Nursing Care Plan for Hematemesis and Melena

Physiological Assessments

1. Oxygen

Assess:
  • The number and color of blood hematemesis.
  • Brownish color: blood from the stomach may still lagging behind, potential aspirations.
  • Sleeping position: to prevent vomiting into the airway, preventing shock.
  • Signs of shock: can occur when blood counts more than 500 cc and occurs continuously.
The amount of bleeding: observation hemodynamic signs, namely; blood pressure, pulse, respiration, temperature. Usually blood pressure (systolic) 110 mmHg, rapid breathing, pulse 110 beats / min, the temperature between 38-39 degrees Celsius, cold skin pale or cyanosis of the lips, the tip of the extremities, reduced blood circulation to the kidneys, causing reduced urine.


2. Fluids

Circumstances which need to be assessed on the client with hematemesis and melena associated with fluid needs that amount of bleeding that occurs. Blood will determine the amount of fluid replacement.

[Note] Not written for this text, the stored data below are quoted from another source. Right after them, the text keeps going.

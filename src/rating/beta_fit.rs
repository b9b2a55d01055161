use log::debug;
use nalgebra::{Matrix2, Vector2};
use ndarray::Array1;
use statrs::function::gamma::{digamma, ln_gamma};
use statrs::statistics::Statistics;

use super::convergence::{has_converged, should_continue};
use super::normalization::normalize;
use super::special::trigamma;
use super::types::BetaFit;
use crate::config::settings::FitSettings;
use crate::domain::RatingSample;
use crate::errors::{AnalysisError, AnalysisResult};

const MAX_STEP_HALVINGS: usize = 60;
const LIKELIHOOD_SLACK: f64 = 1e-12;

/// Fits a Beta distribution to the ratings by maximum likelihood.
///
/// Location and scale are pinned to the sample's observed min and max: the
/// ratings are normalized onto [0, 1] and then pulled into the open interval
/// with `(z (n - 1) + 1/2) / n` so the endpoints keep a finite likelihood.
/// The shape parameters come from Newton-Raphson on the score equations,
/// started at the method-of-moments estimate.
pub fn fit_beta(sample: &RatingSample, settings: &FitSettings) -> AnalysisResult<BetaFit> {
    ensure_fittable(sample)?;

    let normalized = normalize(sample)
        .map_err(|e| AnalysisError::FitConvergence(e.to_string()))?;
    let squeezed = squeeze(normalized.values());

    let stats = SufficientStats::from_values(&squeezed);
    let start = method_of_moments(&squeezed);
    debug!(
        "Method of moments start: alpha={:.6}, beta={:.6}",
        start[0], start[1]
    );

    newton_raphson(&stats, start, settings)
}

fn ensure_fittable(sample: &RatingSample) -> AnalysisResult<()> {
    if sample.len() < 2 {
        return Err(AnalysisError::FitConvergence(format!(
            "need at least two ratings, got {}",
            sample.len()
        )));
    }

    if sample.bounds().is_degenerate() {
        return Err(AnalysisError::FitConvergence(format!(
            "all ratings equal {}, the shape is not identifiable",
            sample.bounds().min
        )));
    }

    Ok(())
}

fn squeeze(values: &Array1<f64>) -> Array1<f64> {
    let n = values.len() as f64;
    values.mapv(|z| (z * (n - 1.0) + 0.5) / n)
}

/// Mean log terms; the Beta log-likelihood depends on the data only through these
struct SufficientStats {
    mean_ln: f64,
    mean_ln_complement: f64,
}

impl SufficientStats {
    fn from_values(values: &Array1<f64>) -> Self {
        Self {
            mean_ln: values.iter().map(|z| z.ln()).mean(),
            mean_ln_complement: values.iter().map(|z| (1.0 - z).ln()).mean(),
        }
    }

    fn log_likelihood(&self, params: &Vector2<f64>) -> f64 {
        let (alpha, beta) = (params[0], params[1]);
        let ln_beta_fn = ln_gamma(alpha) + ln_gamma(beta) - ln_gamma(alpha + beta);
        (alpha - 1.0) * self.mean_ln + (beta - 1.0) * self.mean_ln_complement - ln_beta_fn
    }

    fn gradient(&self, params: &Vector2<f64>) -> Vector2<f64> {
        let (alpha, beta) = (params[0], params[1]);
        let psi_total = digamma(alpha + beta);
        Vector2::new(
            self.mean_ln - digamma(alpha) + psi_total,
            self.mean_ln_complement - digamma(beta) + psi_total,
        )
    }
}

fn hessian(params: &Vector2<f64>) -> Matrix2<f64> {
    let (alpha, beta) = (params[0], params[1]);
    let total = trigamma(alpha + beta);
    Matrix2::new(
        total - trigamma(alpha),
        total,
        total,
        total - trigamma(beta),
    )
}

fn method_of_moments(values: &Array1<f64>) -> Vector2<f64> {
    let mean = Statistics::mean(values.iter());
    let variance = Statistics::variance(values.iter());
    let common = mean * (1.0 - mean) / variance - 1.0;

    if common.is_finite() && common > 0.0 {
        Vector2::new(mean * common, (1.0 - mean) * common)
    } else {
        Vector2::new(1.0, 1.0)
    }
}

fn newton_raphson(
    stats: &SufficientStats,
    start: Vector2<f64>,
    settings: &FitSettings,
) -> AnalysisResult<BetaFit> {
    let mut params = start;
    let mut log_likelihood = stats.log_likelihood(&params);
    let mut iteration = 0;

    while should_continue(iteration, settings.max_iterations) {
        iteration += 1;

        let step = newton_step(stats, &params)?;
        let (next, next_log_likelihood) = damp_step(stats, &params, log_likelihood, &step)?;
        let change = next - params;

        params = next;
        log_likelihood = next_log_likelihood;

        if has_converged(&params, &change, settings.convergence_tolerance) {
            debug!("Beta fit converged in {} iterations", iteration);
            return BetaFit::new(params[0], params[1], iteration, log_likelihood);
        }
    }

    Err(AnalysisError::FitConvergence(format!(
        "no convergence after {} iterations (alpha={}, beta={})",
        settings.max_iterations, params[0], params[1]
    )))
}

fn newton_step(stats: &SufficientStats, params: &Vector2<f64>) -> AnalysisResult<Vector2<f64>> {
    let gradient = stats.gradient(params);
    let inverse = hessian(params).try_inverse().ok_or_else(|| {
        AnalysisError::FitConvergence(format!(
            "singular Hessian at alpha={}, beta={}",
            params[0], params[1]
        ))
    })?;

    Ok(-(inverse * gradient))
}

/// Halves the step until both shapes stay positive and the likelihood does not drop
fn damp_step(
    stats: &SufficientStats,
    params: &Vector2<f64>,
    log_likelihood: f64,
    step: &Vector2<f64>,
) -> AnalysisResult<(Vector2<f64>, f64)> {
    let floor = log_likelihood - LIKELIHOOD_SLACK * (1.0 + log_likelihood.abs());
    let mut scale = 1.0;

    for _ in 0..MAX_STEP_HALVINGS {
        let candidate = params + step * scale;

        if is_admissible(&candidate) {
            let candidate_log_likelihood = stats.log_likelihood(&candidate);
            if candidate_log_likelihood >= floor {
                return Ok((candidate, candidate_log_likelihood));
            }
        }

        scale *= 0.5;
    }

    Err(AnalysisError::FitConvergence(format!(
        "no step improves the likelihood at alpha={}, beta={}",
        params[0], params[1]
    )))
}

fn is_admissible(params: &Vector2<f64>) -> bool {
    params.iter().all(|&p| p.is_finite() && p > 0.0)
}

Assess: various bleeding / blood spending way to determine the location of bleeding and the type of a ruptured blood vessel. Bleeding that occurs suddenly, the color of fresh red blood, as well as continuous discharge describe bleeding that occurs in the upper gastrointestinal tract and ruptured arteries. If the emergency phase is over, the next phase of doing an assessment of:
  • Balance intake - output. This assessment is done on the client hematemesis and melena caused by rupture of esophageal varices as a result of cirrochis liver, which often have ascites and edema.
  • Intravenous fluids given to the client.
  • Urine output and record numbers per 24 hours.
  • Signs of dehydration such as decreased skin turgor, sunken eyes, the amount of urine. For clients with hemetemesis and melena often impaired renal function.


3. Nutrition

Assess:
  • The client's ability to adapt to the diet: the first 3 days of liquid, then soft foods.
  • Client's diet.
  • Weight before bleeding.
  • Oral hygiene: because hemetemesis and melena, remnants of bleeding can be a source of infection that cause discomfort.


4. Temperature

Clients with hematemesis and melena generally increased temperatures around 38-39 degrees Celsius. In the state before the shock, skin temperature becomes cooler as a result of circulatory disorders. Stacking the rest of the bleeding is the source of infection in the digestive tract so that the client can increase the body temperature. In addition, long infusion can also be a source of infection that causes the body temperature to rise.


5. Elimination

On the client hematemesis and melena generally impaired elimination.
Assess:
  • Amount and how expenses, due to impaired renal function. Reduced urine and usually do care bed rest.
  • Defecation, it is worth noting the number, color and consistency.


6. Protection

Socio-economic background of the client, because the haematemesis and melaena need to do some enforcement action as diagnosis and therapy for clients.